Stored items

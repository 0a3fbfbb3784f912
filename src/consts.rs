// src/consts.rs
//! Shared constants: on-disk names and security parameters

/// Raw (uncompressed) archive container inside the vault directory
pub const RAW_ARCHIVE: &str = "archive.vault";

/// Compressed-plaintext form of the container
pub const COMPRESSED_ARCHIVE: &str = "archive.vault.gz";

/// Extension appended to the compressed form once encrypted
/// (AES-Crypt output, so `archive.vault.gz.aes`)
pub const CIPHER_EXT: &str = "aes";

/// Stack ledger: one entry name per line, order = push order
pub const LEDGER_FILE: &str = "stack.vault";

/// Extension for the transient mid-operation backup copies
pub const BACKUP_EXT: &str = "bak";

/// Config record keys
pub const KEY_VAULT_DIR: &str = "VAULT_DIR";
pub const KEY_ENCRYPTED: &str = "ENCRYPTED";

/// KDF iterations for user-chosen passphrases (AES-Crypt v3)
// 600_000 ≈ 0.5-1 second on typical CPU, a defense against GPU cracking
pub const PASSPHRASE_KDF_ITERATIONS: u32 = 600_000;

/// Default vault directory name under the user's home
pub const DEFAULT_VAULT_DIRNAME: &str = ".stackvault";

/// Config record location: `<config dir>/stackvault/config`
pub const CONFIG_SUBDIR: &str = "stackvault";
pub const CONFIG_FILENAME: &str = "config";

**Exercise prompt**
All of the entries are to be set down again without alteration.

**Expected answer**
repository 0a3fbfbb3784f912
filename src/consts.rs
// src/consts.rs
//! Shared constants: on-disk names and security parameters

/// Raw (uncompressed) archive container inside the vault directory
pub const RAW_ARCHIVE: &str = "archive.vault";

/// Compressed-plaintext form of the container
pub const COMPRESSED_ARCHIVE: &str = "archive.vault.gz";

/// Extension appended to the compressed form once encrypted
/// (AES-Crypt output, so `archive.vault.gz.aes`)
pub const CIPHER_EXT: &str = "aes";

/// Stack ledger: one entry name per line, order = push order
pub const LEDGER_FILE: &str = "stack.vault";

/// Extension for the transient mid-operation backup copies
pub const BACKUP_EXT: &str = "bak";

/// Config record keys
pub const KEY_VAULT_DIR: &str = "VAULT_DIR";
pub const KEY_ENCRYPTED: &str = "ENCRYPTED";

/// KDF iterations for user-chosen passphrases (AES-Crypt v3)
// 600_000 ≈ 0.5-1 second on typical CPU, a defense against GPU cracking
pub const PASSPHRASE_KDF_ITERATIONS: u32 = 600_000;

/// Default vault directory name under the user's home
pub const DEFAULT_VAULT_DIRNAME: &str = ".stackvault";

/// Config record location: `<config dir>/stackvault/config`
pub const CONFIG_SUBDIR: &str = "stackvault";
pub const CONFIG_FILENAME: &str = "config";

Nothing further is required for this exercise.